Sydney Charles, left, and Celeste M. Cooper in “Duchess! Duchess! Duchess!” The production is a part of the Steppenwolf Now virtual stage. Lowell Thomas/Steppenwolf Theatre

Images of two duchesses linger in playwright Vivian J.O. Barnes’s mind: Meghan, Duchess of Sussex, standing at a lectern, with a portrait of Queen Elizabeth II looming behind her. Catherine, Duchess of Cambridge, looking glamorous soon after giving birth. The appearances by Meghan Markle and Kate Middleton – as the titled women are better known – intrigued Barnes all the more because, at least in memory, they were voiceless.

“I can remember how they looked, but I can never remember anything I’ve heard them say,” she says.

Reflecting on those missing words – and on Meghan’s experience as a biracial woman joining a hidebound, traditionally white institution – Barnes wrote “Duchess! Duchess! Duchess!,” a short play that imagines a private conversation between a Black royal and a Black royal-to-be. The play, which was filmed in a no-contact shoot by Chicago’s renowned Steppenwolf Theatre Company, began streaming Wednesday at steppenwolf.org/now, the Steppenwolf Now virtual stage.

Its paparazzi-lens inspirations notwithstanding, “Duchess! Duchess! Duchess!” is no piece of gossipy fluff. For one thing, the characters are not Kate and Meghan, but fictional figures. For another, the play speaks to deep issues around inclusion, equity and society’s resistance to change.
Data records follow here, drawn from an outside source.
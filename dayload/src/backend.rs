//! Query backend
//!
//! The loader treats the query service as opaque: given a query name and its
//! parameters it yields a JSON value or an error. [`HttpBackend`] talks to the
//! service over HTTP:
//!
//! ```json
//! POST <endpoint>
//! { "queryKey": "getX", "params": [] }
//!
//! { "status": "success", "data": 42 }
//! { "status": "error", "message": "unknown query" }
//! ```

use crate::config::LoaderConfig;
use crate::error::{LoaderError, Result};
use crate::types::{QueryEnvelope, QueryRequest};
use async_trait::async_trait;
use reqwest::Client;
use serde_json::Value;
use tracing::debug;
use url::Url;

/// Executes a single query. Timeouts, retries and cancellation are applied by
/// the caller.
#[async_trait]
pub trait QueryBackend: Send + Sync {
    async fn execute(&self, query_key: &str, params: &Value) -> Result<Value>;
}

/// HTTP implementation of [`QueryBackend`]
#[derive(Clone)]
pub struct HttpBackend {
    http_client: Client,
    endpoint: Url,
}

impl HttpBackend {
    pub fn new(config: &LoaderConfig) -> Result<Self> {
        let endpoint = config.endpoint_url()?;
        let http_client = Client::builder()
            .build()
            .map_err(|e| LoaderError::Config(format!("HTTP client: {}", e)))?;

        Ok(Self {
            http_client,
            endpoint,
        })
    }

    /// Use a preconfigured reqwest client (proxies, TLS roots, default headers)
    pub fn with_client(config: &LoaderConfig, http_client: Client) -> Result<Self> {
        Ok(Self {
            http_client,
            endpoint: config.endpoint_url()?,
        })
    }

    pub fn endpoint(&self) -> &Url {
        &self.endpoint
    }
}

#[async_trait]
impl QueryBackend for HttpBackend {
    async fn execute(&self, query_key: &str, params: &Value) -> Result<Value> {
        let body = QueryRequest { query_key, params };
        debug!("POST {} query={}", self.endpoint, query_key);

        let response = self
            .http_client
            .post(self.endpoint.clone())
            .json(&body)
            .send()
            .await?;

        let status = response.status();
        if !status.is_success() {
            let body = response.text().await.unwrap_or_default();
            return Err(LoaderError::Status {
                status: status.as_u16(),
                body,
            });
        }

        let text = response.text().await?;
        if text.trim().is_empty() {
            return Err(LoaderError::InvalidResponse("empty body".to_string()));
        }

        let envelope: QueryEnvelope = serde_json::from_str(&text)?;
        envelope.into_result()
    }
}

#[cfg(test)]
mod tests {
    use super::*;

    #[test]
    fn test_backend_creation() {
        let backend = HttpBackend::new(&LoaderConfig::new("http://localhost:8080")).unwrap();
        assert_eq!(backend.endpoint().as_str(), "http://localhost:8080/api/query");
    }

    #[test]
    fn test_backend_invalid_url() {
        let result = HttpBackend::new(&LoaderConfig::new("not-a-valid-url"));
        assert!(result.is_err());
    }

    #[test]
    fn test_backend_relative_url() {
        let result = HttpBackend::new(&LoaderConfig::new("/relative/path"));
        assert!(result.is_err());
    }

    #[test]
    fn test_backend_with_client() {
        let client = Client::builder().build().unwrap();
        let backend =
            HttpBackend::with_client(&LoaderConfig::new("http://localhost:8080"), client).unwrap();
        assert_eq!(backend.endpoint().path(), "/api/query");
    }
}
impl LoaderInner {
    fn cache_enabled(&self) -> bool {
        self.cache_enabled.load(Ordering::SeqCst)
    }

    async fn lookup_cached(&self, key: &str) -> Option<Arc<Value>> {
        if !self.cache_enabled() {
            return None;
        }

        let period_start = self.store.period_start_millis();
        if let Some(value) = self.memory.get(key, period_start) {
            debug!("Memory cache hit: {}", key);
            self.stats.write().memory_hits += 1;
            return Some(value);
        }

        let hit = self.store.get(key).await?;
        debug!("Cache store hit: {}", key);
        let value = Arc::new(hit.value);
        self.memory
            .insert(key, Arc::clone(&value), hit.created_at_ms);
        self.stats.write().store_hits += 1;
        Some(value)
    }

    /// Attach to the in-flight request for `key`, or queue a new one.
    fn join_or_start(
        self: &Arc<Self>,
        key: &str,
        query_key: &str,
        params: Option<Value>,
    ) -> SharedOutcome {
        let mut in_flight = self.in_flight.lock();
        if let Some(request) = in_flight.get(key) {
            debug!("Joining in-flight request: {}", key);
            self.stats.write().dedup_joins += 1;
            return request.outcome.clone();
        }

        // a request that settled after our cache probe has already filled memory
        if self.cache_enabled() {
            if let Some(value) = self.memory.get(key, self.store.period_start_millis()) {
                self.stats.write().memory_hits += 1;
                return futures::future::ready(Ok(value)).boxed().shared();
            }
        }

        self.stats.write().misses += 1;

        let id = self.next_request_id.fetch_add(1, Ordering::Relaxed);
        let cancel = self.shutdown.child_token();
        let (tx, rx) = oneshot::channel();
        let cancelled = cancel.clone();
        let outcome: SharedOutcome = async move {
            tokio::select! {
                biased;
                _ = cancelled.cancelled() => Err(LoaderError::Aborted),
                result = rx => result.unwrap_or(Err(LoaderError::Aborted)),
            }
        }
        .boxed()
        .shared();

        in_flight.insert(
            key.to_string(),
            InFlightRequest {
                id,
                outcome: outcome.clone(),
                cancel: cancel.clone(),
            },
        );
        drop(in_flight);

        debug!("Queueing request: {}", key);
        let task = Arc::clone(self).run_task(
            id,
            key.to_string(),
            query_key.to_string(),
            params.unwrap_or_else(|| Value::Array(Vec::new())),
            cancel,
            tx,
        );
        self.scheduler.enqueue(task.boxed());

        outcome
    }

    async fn run_task(
        self: Arc<Self>,
        id: u64,
        key: String,
        query_key: String,
        params: Value,
        cancel: CancellationToken,
        tx: oneshot::Sender<Result<Arc<Value>>>,
    ) {
        let result = match self
            .execute_with_retry(&key, &query_key, &params, &cancel)
            .await
        {
            Ok(value) => {
                let value = Arc::new(value);
                if self.cache_enabled() && !cancel.is_cancelled() {
                    let created_at = self.store.set(&key, &value).await;
                    self.memory.insert(key.as_str(), Arc::clone(&value), created_at);
                }
                Ok(value)
            }
            Err(LoaderError::Aborted) => {
                debug!("Request aborted: {}", key);
                Err(LoaderError::Aborted)
            }
            Err(e) => {
                warn!("Request {} failed: {}", key, e);
                self.stats.write().failures += 1;
                Err(e)
            }
        };

        let owned = {
            let mut in_flight = self.in_flight.lock();
            let owned = in_flight.get(&key).is_some_and(|request| request.id == id);
            if owned {
                in_flight.remove(&key);
            }
            owned
        };
        // cancel() and shutdown() count the aborts of entries they remove
        if owned && result.as_ref().is_err_and(LoaderError::is_aborted) {
            self.stats.write().aborts += 1;
        }
        let _ = tx.send(result);
    }

    async fn execute_with_retry(
        &self,
        key: &str,
        query_key: &str,
        params: &Value,
        cancel: &CancellationToken,
    ) -> Result<Value> {
        let timeout = self.config.timeout;
        let mut attempt: u32 = 0;

        loop {
            if cancel.is_cancelled() {
                return Err(LoaderError::Aborted);
            }

            attempt += 1;
            self.stats.write().network_calls += 1;
            debug!("Executing {} (attempt {})", key, attempt);

            let call = tokio::time::timeout(timeout, self.backend.execute(query_key, params));
            let result = tokio::select! {
                biased;
                _ = cancel.cancelled() => return Err(LoaderError::Aborted),
                result = call => result.unwrap_or(Err(LoaderError::Timeout(timeout))),
            };

            let err = match result {
                Ok(value) => return Ok(value),
                Err(err) => err,
            };

            if cancel.is_cancelled() || err.is_aborted() {
                return Err(LoaderError::Aborted);
            }
            if !err.is_transient() || attempt > self.config.max_retries {
                return Err(err);
            }

            warn!(
                "Transient failure for {} ({}), retrying in {:?}",
                key, err, self.config.retry_backoff
            );
            self.stats.write().retries += 1;

            tokio::select! {
                biased;
                _ = cancel.cancelled() => return Err(LoaderError::Aborted),
                _ = tokio::time::sleep(self.config.retry_backoff) => {}
            }
        }
    }
}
“It’s a relatable investigation into how many women feel high up in institutions, specifically if you are in a historically white institution as a Black woman,” says Weyni Mengesha, the show’s director and artistic director of Toronto’s Soulpepper Theatre Company.

Awareness of Meghan’s significance for the British monarchy infused the play, Barnes says. “To see this person – who looks like no one else who’s been in that institution so far – enter it, that to me is a fascinating story and entry point,” the playwright says.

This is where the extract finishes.